> [Task goal]: Every record listed below should be copied exactly.

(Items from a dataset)
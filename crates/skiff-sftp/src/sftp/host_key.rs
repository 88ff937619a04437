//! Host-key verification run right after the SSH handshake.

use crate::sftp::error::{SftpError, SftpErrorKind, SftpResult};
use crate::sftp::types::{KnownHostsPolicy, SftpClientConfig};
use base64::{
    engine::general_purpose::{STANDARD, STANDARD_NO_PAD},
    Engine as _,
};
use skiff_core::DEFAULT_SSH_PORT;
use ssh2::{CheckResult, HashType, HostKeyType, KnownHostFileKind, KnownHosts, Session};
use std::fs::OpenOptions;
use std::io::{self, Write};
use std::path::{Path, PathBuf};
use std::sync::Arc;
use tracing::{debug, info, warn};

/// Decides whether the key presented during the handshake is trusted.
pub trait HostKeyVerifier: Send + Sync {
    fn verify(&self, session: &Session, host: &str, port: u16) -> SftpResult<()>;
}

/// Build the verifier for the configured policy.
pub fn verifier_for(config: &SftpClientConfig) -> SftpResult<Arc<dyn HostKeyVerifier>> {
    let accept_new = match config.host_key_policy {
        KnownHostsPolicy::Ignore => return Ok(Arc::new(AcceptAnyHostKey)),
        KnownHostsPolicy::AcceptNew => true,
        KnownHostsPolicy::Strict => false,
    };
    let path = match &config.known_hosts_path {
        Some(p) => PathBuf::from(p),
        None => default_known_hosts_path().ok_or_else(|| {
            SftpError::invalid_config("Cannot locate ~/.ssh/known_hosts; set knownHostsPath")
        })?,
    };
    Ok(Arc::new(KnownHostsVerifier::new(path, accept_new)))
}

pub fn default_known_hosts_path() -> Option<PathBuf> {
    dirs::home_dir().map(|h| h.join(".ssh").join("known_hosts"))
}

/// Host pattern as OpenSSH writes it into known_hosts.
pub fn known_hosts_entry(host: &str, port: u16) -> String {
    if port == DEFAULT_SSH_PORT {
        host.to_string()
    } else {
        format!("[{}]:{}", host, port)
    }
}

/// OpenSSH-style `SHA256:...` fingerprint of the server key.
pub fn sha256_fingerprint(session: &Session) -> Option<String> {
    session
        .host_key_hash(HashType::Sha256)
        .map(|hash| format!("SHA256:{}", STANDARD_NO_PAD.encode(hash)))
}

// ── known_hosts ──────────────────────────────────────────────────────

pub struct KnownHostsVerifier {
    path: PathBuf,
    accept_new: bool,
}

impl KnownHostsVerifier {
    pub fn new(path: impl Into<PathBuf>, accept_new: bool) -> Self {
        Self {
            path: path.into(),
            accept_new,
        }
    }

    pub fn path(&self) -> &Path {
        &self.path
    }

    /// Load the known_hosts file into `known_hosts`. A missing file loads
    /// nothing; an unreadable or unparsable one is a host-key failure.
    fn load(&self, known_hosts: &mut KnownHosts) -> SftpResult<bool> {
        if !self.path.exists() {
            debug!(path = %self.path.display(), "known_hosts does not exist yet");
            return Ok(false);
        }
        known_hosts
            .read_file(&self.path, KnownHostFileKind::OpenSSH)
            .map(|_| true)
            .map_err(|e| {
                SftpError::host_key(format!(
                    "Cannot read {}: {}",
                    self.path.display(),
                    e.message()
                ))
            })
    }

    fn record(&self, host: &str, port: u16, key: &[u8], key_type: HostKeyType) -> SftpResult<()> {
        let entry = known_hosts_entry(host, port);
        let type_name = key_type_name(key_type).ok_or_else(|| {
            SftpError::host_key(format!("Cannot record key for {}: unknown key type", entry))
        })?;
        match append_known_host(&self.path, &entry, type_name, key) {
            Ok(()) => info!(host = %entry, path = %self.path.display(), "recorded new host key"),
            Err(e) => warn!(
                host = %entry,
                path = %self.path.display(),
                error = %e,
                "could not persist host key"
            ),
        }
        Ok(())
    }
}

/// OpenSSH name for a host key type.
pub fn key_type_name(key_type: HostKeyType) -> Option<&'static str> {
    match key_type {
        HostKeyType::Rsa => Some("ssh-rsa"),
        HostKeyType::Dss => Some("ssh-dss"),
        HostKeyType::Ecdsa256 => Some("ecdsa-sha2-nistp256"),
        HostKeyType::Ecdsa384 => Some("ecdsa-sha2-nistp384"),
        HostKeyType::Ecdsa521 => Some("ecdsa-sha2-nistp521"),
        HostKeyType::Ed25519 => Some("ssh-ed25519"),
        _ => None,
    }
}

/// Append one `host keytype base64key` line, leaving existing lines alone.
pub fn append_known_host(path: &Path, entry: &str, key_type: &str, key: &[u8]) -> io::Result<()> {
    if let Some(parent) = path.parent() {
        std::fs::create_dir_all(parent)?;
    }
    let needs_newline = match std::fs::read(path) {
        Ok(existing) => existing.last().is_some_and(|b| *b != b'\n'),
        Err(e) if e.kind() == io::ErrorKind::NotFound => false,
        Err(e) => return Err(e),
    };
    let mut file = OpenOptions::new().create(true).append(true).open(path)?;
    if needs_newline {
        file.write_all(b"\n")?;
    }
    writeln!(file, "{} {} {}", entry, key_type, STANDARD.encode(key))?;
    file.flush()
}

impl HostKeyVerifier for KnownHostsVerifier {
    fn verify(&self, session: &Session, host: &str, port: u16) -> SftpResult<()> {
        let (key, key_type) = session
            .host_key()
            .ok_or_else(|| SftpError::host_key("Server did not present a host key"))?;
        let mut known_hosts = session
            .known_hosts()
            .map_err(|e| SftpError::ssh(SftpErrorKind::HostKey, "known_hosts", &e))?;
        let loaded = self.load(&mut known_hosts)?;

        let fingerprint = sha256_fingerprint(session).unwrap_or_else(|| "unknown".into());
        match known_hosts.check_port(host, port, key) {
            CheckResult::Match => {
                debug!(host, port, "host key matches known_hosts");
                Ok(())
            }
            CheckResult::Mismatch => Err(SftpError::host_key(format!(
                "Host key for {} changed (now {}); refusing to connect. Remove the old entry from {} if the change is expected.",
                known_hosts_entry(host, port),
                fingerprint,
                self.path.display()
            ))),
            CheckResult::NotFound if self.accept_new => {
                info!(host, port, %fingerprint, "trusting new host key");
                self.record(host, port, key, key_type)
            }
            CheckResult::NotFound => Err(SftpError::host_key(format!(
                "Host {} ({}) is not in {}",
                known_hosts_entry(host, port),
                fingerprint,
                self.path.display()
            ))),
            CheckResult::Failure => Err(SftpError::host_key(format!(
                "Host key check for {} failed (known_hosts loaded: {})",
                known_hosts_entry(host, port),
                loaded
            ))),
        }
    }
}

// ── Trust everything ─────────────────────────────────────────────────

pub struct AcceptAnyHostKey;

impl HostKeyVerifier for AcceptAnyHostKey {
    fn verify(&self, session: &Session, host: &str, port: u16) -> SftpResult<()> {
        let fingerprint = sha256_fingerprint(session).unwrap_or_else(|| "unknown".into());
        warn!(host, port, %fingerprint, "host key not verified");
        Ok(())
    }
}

> [The answer]:
filename crates/skiff-sftp/src/sftp/host_key.rs
repository 88ff937619a04437
//! Host-key verification run right after the SSH handshake.

use crate::sftp::error::{SftpError, SftpErrorKind, SftpResult};
use crate::sftp::types::{KnownHostsPolicy, SftpClientConfig};
use base64::{
    engine::general_purpose::{STANDARD, STANDARD_NO_PAD},
    Engine as _,
};
use skiff_core::DEFAULT_SSH_PORT;
use ssh2::{CheckResult, HashType, HostKeyType, KnownHostFileKind, KnownHosts, Session};
use std::fs::OpenOptions;
use std::io::{self, Write};
use std::path::{Path, PathBuf};
use std::sync::Arc;
use tracing::{debug, info, warn};

/// Decides whether the key presented during the handshake is trusted.
pub trait HostKeyVerifier: Send + Sync {
    fn verify(&self, session: &Session, host: &str, port: u16) -> SftpResult<()>;
}

/// Build the verifier for the configured policy.
pub fn verifier_for(config: &SftpClientConfig) -> SftpResult<Arc<dyn HostKeyVerifier>> {
    let accept_new = match config.host_key_policy {
        KnownHostsPolicy::Ignore => return Ok(Arc::new(AcceptAnyHostKey)),
        KnownHostsPolicy::AcceptNew => true,
        KnownHostsPolicy::Strict => false,
    };
    let path = match &config.known_hosts_path {
        Some(p) => PathBuf::from(p),
        None => default_known_hosts_path().ok_or_else(|| {
            SftpError::invalid_config("Cannot locate ~/.ssh/known_hosts; set knownHostsPath")
        })?,
    };
    Ok(Arc::new(KnownHostsVerifier::new(path, accept_new)))
}

pub fn default_known_hosts_path() -> Option<PathBuf> {
    dirs::home_dir().map(|h| h.join(".ssh").join("known_hosts"))
}

/// Host pattern as OpenSSH writes it into known_hosts.
pub fn known_hosts_entry(host: &str, port: u16) -> String {
    if port == DEFAULT_SSH_PORT {
        host.to_string()
    } else {
        format!("[{}]:{}", host, port)
    }
}

/// OpenSSH-style `SHA256:...` fingerprint of the server key.
pub fn sha256_fingerprint(session: &Session) -> Option<String> {
    session
        .host_key_hash(HashType::Sha256)
        .map(|hash| format!("SHA256:{}", STANDARD_NO_PAD.encode(hash)))
}

// ── known_hosts ──────────────────────────────────────────────────────

pub struct KnownHostsVerifier {
    path: PathBuf,
    accept_new: bool,
}

impl KnownHostsVerifier {
    pub fn new(path: impl Into<PathBuf>, accept_new: bool) -> Self {
        Self {
            path: path.into(),
            accept_new,
        }
    }

    pub fn path(&self) -> &Path {
        &self.path
    }

    /// Load the known_hosts file into `known_hosts`. A missing file loads
    /// nothing; an unreadable or unparsable one is a host-key failure.
    fn load(&self, known_hosts: &mut KnownHosts) -> SftpResult<bool> {
        if !self.path.exists() {
            debug!(path = %self.path.display(), "known_hosts does not exist yet");
            return Ok(false);
        }
        known_hosts
            .read_file(&self.path, KnownHostFileKind::OpenSSH)
            .map(|_| true)
            .map_err(|e| {
                SftpError::host_key(format!(
                    "Cannot read {}: {}",
                    self.path.display(),
                    e.message()
                ))
            })
    }

    fn record(&self, host: &str, port: u16, key: &[u8], key_type: HostKeyType) -> SftpResult<()> {
        let entry = known_hosts_entry(host, port);
        let type_name = key_type_name(key_type).ok_or_else(|| {
            SftpError::host_key(format!("Cannot record key for {}: unknown key type", entry))
        })?;
        match append_known_host(&self.path, &entry, type_name, key) {
            Ok(()) => info!(host = %entry, path = %self.path.display(), "recorded new host key"),
            Err(e) => warn!(
                host = %entry,
                path = %self.path.display(),
                error = %e,
                "could not persist host key"
            ),
        }
        Ok(())
    }
}

/// OpenSSH name for a host key type.
pub fn key_type_name(key_type: HostKeyType) -> Option<&'static str> {
    match key_type {
        HostKeyType::Rsa => Some("ssh-rsa"),
        HostKeyType::Dss => Some("ssh-dss"),
        HostKeyType::Ecdsa256 => Some("ecdsa-sha2-nistp256"),
        HostKeyType::Ecdsa384 => Some("ecdsa-sha2-nistp384"),
        HostKeyType::Ecdsa521 => Some("ecdsa-sha2-nistp521"),
        HostKeyType::Ed25519 => Some("ssh-ed25519"),
        _ => None,
    }
}

/// Append one `host keytype base64key` line, leaving existing lines alone.
pub fn append_known_host(path: &Path, entry: &str, key_type: &str, key: &[u8]) -> io::Result<()> {
    if let Some(parent) = path.parent() {
        std::fs::create_dir_all(parent)?;
    }
    let needs_newline = match std::fs::read(path) {
        Ok(existing) => existing.last().is_some_and(|b| *b != b'\n'),
        Err(e) if e.kind() == io::ErrorKind::NotFound => false,
        Err(e) => return Err(e),
    };
    let mut file = OpenOptions::new().create(true).append(true).open(path)?;
    if needs_newline {
        file.write_all(b"\n")?;
    }
    writeln!(file, "{} {} {}", entry, key_type, STANDARD.encode(key))?;
    file.flush()
}

impl HostKeyVerifier for KnownHostsVerifier {
    fn verify(&self, session: &Session, host: &str, port: u16) -> SftpResult<()> {
        let (key, key_type) = session
            .host_key()
            .ok_or_else(|| SftpError::host_key("Server did not present a host key"))?;
        let mut known_hosts = session
            .known_hosts()
            .map_err(|e| SftpError::ssh(SftpErrorKind::HostKey, "known_hosts", &e))?;
        let loaded = self.load(&mut known_hosts)?;

        let fingerprint = sha256_fingerprint(session).unwrap_or_else(|| "unknown".into());
        match known_hosts.check_port(host, port, key) {
            CheckResult::Match => {
                debug!(host, port, "host key matches known_hosts");
                Ok(())
            }
            CheckResult::Mismatch => Err(SftpError::host_key(format!(
                "Host key for {} changed (now {}); refusing to connect. Remove the old entry from {} if the change is expected.",
                known_hosts_entry(host, port),
                fingerprint,
                self.path.display()
            ))),
            CheckResult::NotFound if self.accept_new => {
                info!(host, port, %fingerprint, "trusting new host key");
                self.record(host, port, key, key_type)
            }
            CheckResult::NotFound => Err(SftpError::host_key(format!(
                "Host {} ({}) is not in {}",
                known_hosts_entry(host, port),
                fingerprint,
                self.path.display()
            ))),
            CheckResult::Failure => Err(SftpError::host_key(format!(
                "Host key check for {} failed (known_hosts loaded: {})",
                known_hosts_entry(host, port),
                loaded
            ))),
        }
    }
}

// ── Trust everything ─────────────────────────────────────────────────

pub struct AcceptAnyHostKey;

impl HostKeyVerifier for AcceptAnyHostKey {
    fn verify(&self, session: &Session, host: &str, port: u16) -> SftpResult<()> {
        let fingerprint = sha256_fingerprint(session).unwrap_or_else(|| "unknown".into());
        warn!(host, port, %fingerprint, "host key not verified");
        Ok(())
    }
}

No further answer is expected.